**YOUR OBJECTIVE**. Only the number is wanted: how many lines below include "info"?

**TASK INPUT**.
<<<<

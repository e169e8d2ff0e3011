// SPDX-License-Identifier: MIT
// Copyright (c) 2026 Conductor Contributors

use std::sync::Arc;

use cond_core::{AssignmentStatus, FakeClock};
use cond_store::Store;

use crate::assignments::AssignmentUpdate;
use crate::Engine;

const PW: &str = "s3cret";

fn engine_with_namespace() -> (Engine, cond_core::NamespaceId) {
    let engine = Engine::new(Store::new(Arc::new(FakeClock::new())), Some(PW.to_string()));
    let ns_id = engine.create_namespace(PW, "acme", None).unwrap();
    (engine, ns_id)
}

#[test]
fn create_increments_pending_counter() {
    let (engine, ns_id) = engine_with_namespace();
    engine.create_assignment(PW, ns_id, "ship it", false, None).unwrap();
    let namespace = engine.get_namespace(PW, ns_id).unwrap();
    assert_eq!(namespace.assignment_counts.pending, 1);
}

#[test]
fn status_update_moves_exactly_two_counters() {
    let (engine, ns_id) = engine_with_namespace();
    let id = engine.create_assignment(PW, ns_id, "ship it", false, None).unwrap();
    engine
        .update_assignment(PW, id, AssignmentUpdate { status: Some(AssignmentStatus::Active), ..Default::default() })
        .unwrap();

    let namespace = engine.get_namespace(PW, ns_id).unwrap();
    assert_eq!(namespace.assignment_counts.pending, 0);
    assert_eq!(namespace.assignment_counts.active, 1);
}

#[test]
fn unblock_forces_active_not_pending() {
    let (engine, ns_id) = engine_with_namespace();
    let id = engine.create_assignment(PW, ns_id, "ship it", false, None).unwrap();
    engine.block_assignment(PW, id, "waiting on human").unwrap();
    let unblocked = engine.unblock_assignment(PW, id).unwrap();
    assert_eq!(unblocked.status, AssignmentStatus::Active);
    assert!(unblocked.blocked_reason.is_none());
}

#[test]
fn remove_cascades_groups_and_jobs() {
    let (engine, ns_id) = engine_with_namespace();
    let assignment_id = engine.create_assignment(PW, ns_id, "ship it", false, None).unwrap();
    engine
        .create_group(
            PW,
            assignment_id,
            vec![crate::groups::NewJob::new("impl", cond_core::Harness::Claude, None)],
        )
        .unwrap();

    let result = engine.remove_assignment(PW, assignment_id).unwrap();
    assert_eq!(result.groups_deleted, 1);
    assert_eq!(result.jobs_deleted, 1);
    assert!(engine.get_assignment(PW, assignment_id).is_err());
}

#[test]
fn remove_clears_namespace_counter_for_old_status() {
    let (engine, ns_id) = engine_with_namespace();
    let id = engine.create_assignment(PW, ns_id, "ship it", false, None).unwrap();
    engine.remove_assignment(PW, id).unwrap();
    let namespace = engine.get_namespace(PW, ns_id).unwrap();
    assert_eq!(namespace.assignment_counts.pending, 0);
}

#[test]
fn group_chain_walk_is_empty_before_any_group() {
    let (engine, ns_id) = engine_with_namespace();
    let id = engine.create_assignment(PW, ns_id, "ship it", false, None).unwrap();
    assert!(engine.get_group_chain(PW, id).unwrap().is_empty());
}
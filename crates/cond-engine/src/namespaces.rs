// SPDX-License-Identifier: MIT
// Copyright (c) 2026 Conductor Contributors

//! C3 Namespace Registry: CRUD over namespaces plus the denormalized
//! assignment-status counters (spec.md §4.2).

use cond_core::{AssignmentStatus, Namespace, NamespaceId};
use tracing::info;

use crate::{Engine, EngineError};

impl Engine {
    /// Idempotent on `name`: a second `create` with the same name returns
    /// the id of the namespace the first caller created.
    pub fn create_namespace(
        &self,
        password: &str,
        name: &str,
        description: Option<String>,
    ) -> Result<NamespaceId, EngineError> {
        self.authorize(password)?;
        let now = self.store.now_ms();
        let id = self.store.mutate(|state| {
            if let Some(existing) = state.get_namespace_by_name(name) {
                return existing.id;
            }
            let namespace = Namespace::new(name, description, now);
            state.insert_namespace(namespace)
        });
        info!(namespace_id = %id, %name, "namespace.create");
        Ok(id)
    }

    pub fn list_namespaces(&self, password: &str) -> Result<Vec<Namespace>, EngineError> {
        self.authorize(password)?;
        Ok(self.store.read(|state| state.list_namespaces().into_iter().cloned().collect()))
    }

    pub fn get_namespace(&self, password: &str, id: NamespaceId) -> Result<Namespace, EngineError> {
        self.authorize(password)?;
        self.store
            .read(|state| state.get_namespace(id).cloned())
            .ok_or_else(|| EngineError::not_found("namespace", id.to_string()))
    }

    pub fn get_namespace_by_name(&self, password: &str, name: &str) -> Result<Namespace, EngineError> {
        self.authorize(password)?;
        self.store
            .read(|state| state.get_namespace_by_name(name).cloned())
            .ok_or_else(|| EngineError::not_found("namespace", name))
    }

    pub fn update_namespace(
        &self,
        password: &str,
        id: NamespaceId,
        name: Option<String>,
        description: Option<Option<String>>,
    ) -> Result<Namespace, EngineError> {
        self.authorize(password)?;
        let now = self.store.now_ms();
        self.store.mutate(|state| {
            let namespace =
                state.get_namespace_mut(id).ok_or_else(|| EngineError::not_found("namespace", id.to_string()))?;
            if let Some(name) = name {
                namespace.name = name;
            }
            if let Some(description) = description {
                namespace.description = description;
            }
            namespace.updated_at_ms = now;
            Ok(namespace.clone())
        })
    }

    /// Removes the namespace and, for referential integrity, every
    /// assignment it owns (cascading through groups/jobs exactly as
    /// `remove_assignment` does). Not explicitly specified by spec.md's
    /// namespace CRUD contract; recorded as a DESIGN.md decision.
    pub fn remove_namespace(&self, password: &str, id: NamespaceId) -> Result<(), EngineError> {
        self.authorize(password)?;
        let assignment_ids: Vec<_> =
            self.store.read(|state| state.list_assignments_by_namespace(id).iter().map(|a| a.id).collect());
        for assignment_id in assignment_ids {
            self.remove_assignment(password, assignment_id)?;
        }
        self.store.mutate(|state| state.remove_namespace(id));
        Ok(())
    }

    /// Admin operation: recomputes `assignment_counts` for every namespace
    /// by scanning its assignments. Self-heals counter drift (spec.md §7).
    pub fn backfill_namespace_counts(&self, password: &str) -> Result<(), EngineError> {
        self.authorize(password)?;
        self.store.mutate(|state| {
            let namespace_ids: Vec<_> = state.list_namespaces().iter().map(|n| n.id).collect();
            for namespace_id in namespace_ids {
                let mut counts = cond_core::AssignmentCounts::default();
                for assignment in state.list_assignments_by_namespace(namespace_id) {
                    match assignment.status {
                        AssignmentStatus::Pending => counts.pending += 1,
                        AssignmentStatus::Active => counts.active += 1,
                        AssignmentStatus::Blocked => counts.blocked += 1,
                        AssignmentStatus::Complete => counts.complete += 1,
                    }
                }
                if let Some(namespace) = state.get_namespace_mut(namespace_id) {
                    namespace.assignment_counts = counts;
                }
            }
        });
        Ok(())
    }
}

#[cfg(test)]
#[path = "namespaces_tests.rs"]
mod tests;
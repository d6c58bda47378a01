//! Remote file service: the listing/fetch capability and its SFTP transport.

use crate::download::download_to_file;
use crate::error::MirrorError;
use crate::types::{ConnectionParams, RemoteEntry};
use ssh2::{Session, Sftp};
use std::io;
use std::net::{TcpStream, ToSocketAddrs};
use std::path::Path;
use std::time::Duration;
use tracing::{debug, info, warn};

const CONNECT_TIMEOUT: Duration = Duration::from_secs(10);

/// Read access to a remote tree.
///
/// Paths are forward-slash separated regardless of the local platform.
pub trait RemoteFs {
    /// Lists the entries of `path` in server order.
    fn list_entries(&mut self, path: &str) -> io::Result<Vec<RemoteEntry>>;

    /// Downloads `remote_path` into `local_path`, calling `on_chunk` with
    /// `(transferred, total)` bytes after every chunk.
    fn fetch_file(
        &mut self,
        remote_path: &str,
        local_path: &Path,
        on_chunk: &mut dyn FnMut(u64, u64),
    ) -> io::Result<()>;
}

/// Something that can verify connectivity and hand out sessions.
pub trait RemoteService {
    type Session: RemoteFs;

    /// Opens a session, authenticates and closes it again.
    fn probe(&self) -> Result<(), MirrorError>;

    /// Opens a session that stays alive until dropped.
    fn open(&self) -> Result<Self::Session, MirrorError>;
}

/// SFTP over ssh2 with password authentication.
#[derive(Debug, Clone)]
pub struct SftpService {
    params: ConnectionParams,
}

impl SftpService {
    pub fn new(params: ConnectionParams) -> Self {
        Self { params }
    }

    fn connect(&self) -> Result<Session, MirrorError> {
        let target = self.params.target();
        authenticated_session(&self.params).map_err(|source| MirrorError::Connection {
            target,
            source,
        })
    }
}

impl RemoteService for SftpService {
    type Session = SftpSession;

    fn probe(&self) -> Result<(), MirrorError> {
        info!("Checking connection to {}", self.params.target());
        let session = self.connect()?;
        if let Err(e) = session.disconnect(None, "connection check", None) {
            debug!("Disconnect after probe failed: {}", e);
        }
        info!("Connection to {} succeeded", self.params.target());
        Ok(())
    }

    fn open(&self) -> Result<SftpSession, MirrorError> {
        let session = self.connect()?;
        let sftp = session.sftp().map_err(|e| MirrorError::Connection {
            target: self.params.target(),
            source: e.into(),
        })?;
        debug!("SFTP channel open on {}", self.params.target());
        Ok(SftpSession {
            sftp: Some(sftp),
            session,
        })
    }
}

fn authenticated_session(params: &ConnectionParams) -> io::Result<Session> {
    let addr = (params.host.as_str(), params.port)
        .to_socket_addrs()?
        .next()
        .ok_or_else(|| {
            io::Error::new(
                io::ErrorKind::NotFound,
                format!("no address found for {}", params.host),
            )
        })?;
    let tcp = TcpStream::connect_timeout(&addr, CONNECT_TIMEOUT)?;

    let mut session = Session::new()?;
    session.set_tcp_stream(tcp);
    session.handshake()?;
    session.userauth_password(&params.username, &params.password)?;

    if !session.authenticated() {
        return Err(io::Error::new(
            io::ErrorKind::PermissionDenied,
            "not authenticated after password attempt",
        ));
    }
    Ok(session)
}

/// A live SFTP session. Disconnects when dropped.
pub struct SftpSession {
    sftp: Option<Sftp>,
    session: Session,
}

impl SftpSession {
    fn sftp(&self) -> io::Result<&Sftp> {
        self.sftp
            .as_ref()
            .ok_or_else(|| io::Error::new(io::ErrorKind::NotConnected, "sftp channel closed"))
    }
}

impl RemoteFs for SftpSession {
    fn list_entries(&mut self, path: &str) -> io::Result<Vec<RemoteEntry>> {
        let raw = self.sftp()?.readdir(Path::new(path))?;
        Ok(raw
            .into_iter()
            .filter_map(|(entry_path, stat)| {
                let name = entry_path.file_name()?.to_string_lossy().into_owned();
                if name == "." || name == ".." {
                    return None;
                }
                Some(RemoteEntry {
                    name,
                    is_dir: stat.is_dir(),
                    size: stat.size.unwrap_or(0),
                })
            })
            .collect())
    }

    fn fetch_file(
        &mut self,
        remote_path: &str,
        local_path: &Path,
        on_chunk: &mut dyn FnMut(u64, u64),
    ) -> io::Result<()> {
        let mut remote = self.sftp()?.open(Path::new(remote_path))?;
        let total = remote.stat()?.size.unwrap_or(0);
        download_to_file(&mut remote, local_path, total, on_chunk)?;
        Ok(())
    }
}

impl Drop for SftpSession {
    fn drop(&mut self) {
        // The channel has to go before the transport is torn down.
        drop(self.sftp.take());
        if let Err(e) = self.session.disconnect(None, "mirror finished", None) {
            warn!("Failed to close SFTP session cleanly: {}", e);
        }
    }
}
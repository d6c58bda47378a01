//! Eligibility rules shared by the counting and mirroring passes.

use crate::types::RemoteEntry;

/// Directory name that is counted and created locally but never populated.
pub const CACHE_DIR_NAME: &str = "__pycache__";

/// Entries whose final segment starts with this marker are skipped entirely.
const HIDDEN_PREFIX: char = '.';

/// Returns `true` if the entry is counted and mirrored.
pub(crate) fn is_eligible(entry: &RemoteEntry) -> bool {
    !final_segment(&entry.name).starts_with(HIDDEN_PREFIX)
}

/// Returns `true` if an eligible entry should be descended into.
pub(crate) fn should_descend(entry: &RemoteEntry) -> bool {
    entry.is_dir && final_segment(&entry.name) != CACHE_DIR_NAME
}

// Listings normally return bare names, but some servers hand back full paths.
fn final_segment(name: &str) -> &str {
    name.rsplit(&['/', '\\'][..]).next().unwrap_or(name)
}

#[cfg(test)]
mod tests {
    use super::*;

    #[test]
    fn test_hidden_entries_are_not_eligible() {
        assert!(!is_eligible(&RemoteEntry::file(".bashrc", 10)));
        assert!(!is_eligible(&RemoteEntry::dir(".cache")));
        assert!(!is_eligible(&RemoteEntry::file("/home/pi/.hidden", 1)));
        assert!(is_eligible(&RemoteEntry::file("notes.txt", 1)));
        assert!(is_eligible(&RemoteEntry::file("a.b.c", 1)));
    }

    #[test]
    fn test_cache_dir_is_eligible_but_not_descended() {
        let cache = RemoteEntry::dir(CACHE_DIR_NAME);
        assert!(is_eligible(&cache));
        assert!(!should_descend(&cache));
    }

    #[test]
    fn test_cache_named_file_is_a_plain_file() {
        let file = RemoteEntry::file(CACHE_DIR_NAME, 4);
        assert!(is_eligible(&file));
        assert!(!should_descend(&file));
    }

    #[test]
    fn test_regular_dirs_are_descended() {
        assert!(should_descend(&RemoteEntry::dir("src")));
        assert!(!should_descend(&RemoteEntry::file("src", 0)));
    }
}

>>>>

**SOLVED EXERCISE**. 5